(Working data)

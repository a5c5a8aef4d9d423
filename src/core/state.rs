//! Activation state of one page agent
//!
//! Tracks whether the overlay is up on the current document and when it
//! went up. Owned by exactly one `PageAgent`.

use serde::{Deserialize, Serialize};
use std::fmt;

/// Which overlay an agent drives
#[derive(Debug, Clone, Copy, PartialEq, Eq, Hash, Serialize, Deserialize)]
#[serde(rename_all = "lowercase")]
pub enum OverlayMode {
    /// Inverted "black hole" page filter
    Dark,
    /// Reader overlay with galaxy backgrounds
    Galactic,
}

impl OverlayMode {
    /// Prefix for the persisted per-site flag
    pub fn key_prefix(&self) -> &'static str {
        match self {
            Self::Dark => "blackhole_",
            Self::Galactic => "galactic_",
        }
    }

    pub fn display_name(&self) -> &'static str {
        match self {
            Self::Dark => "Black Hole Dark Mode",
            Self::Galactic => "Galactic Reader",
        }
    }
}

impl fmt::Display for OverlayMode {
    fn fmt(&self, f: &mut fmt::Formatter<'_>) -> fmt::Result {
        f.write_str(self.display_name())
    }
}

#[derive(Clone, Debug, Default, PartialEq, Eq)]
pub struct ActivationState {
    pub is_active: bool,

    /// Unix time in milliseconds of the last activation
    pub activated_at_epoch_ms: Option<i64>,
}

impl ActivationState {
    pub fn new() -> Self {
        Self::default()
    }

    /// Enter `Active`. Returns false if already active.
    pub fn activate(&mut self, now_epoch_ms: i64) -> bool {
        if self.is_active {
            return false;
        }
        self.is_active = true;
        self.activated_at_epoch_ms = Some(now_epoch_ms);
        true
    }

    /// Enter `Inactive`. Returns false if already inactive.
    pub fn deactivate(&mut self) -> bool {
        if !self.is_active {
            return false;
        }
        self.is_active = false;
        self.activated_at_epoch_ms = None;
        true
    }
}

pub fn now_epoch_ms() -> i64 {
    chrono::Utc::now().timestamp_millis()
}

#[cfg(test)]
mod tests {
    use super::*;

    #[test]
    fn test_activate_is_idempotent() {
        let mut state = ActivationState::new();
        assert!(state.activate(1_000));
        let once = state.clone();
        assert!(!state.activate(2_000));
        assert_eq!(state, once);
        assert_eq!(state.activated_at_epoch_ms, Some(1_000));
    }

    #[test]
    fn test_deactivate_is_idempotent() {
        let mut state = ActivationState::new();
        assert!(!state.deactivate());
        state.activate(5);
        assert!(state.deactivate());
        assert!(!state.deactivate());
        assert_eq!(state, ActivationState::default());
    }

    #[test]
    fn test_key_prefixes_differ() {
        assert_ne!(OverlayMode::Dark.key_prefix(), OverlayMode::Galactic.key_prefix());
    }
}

(End Working data)

» **Work order**: Each line that contains the string "Deserialize" counts once; report how many such lines the entries have, giving only the number.

» **Your response**: 2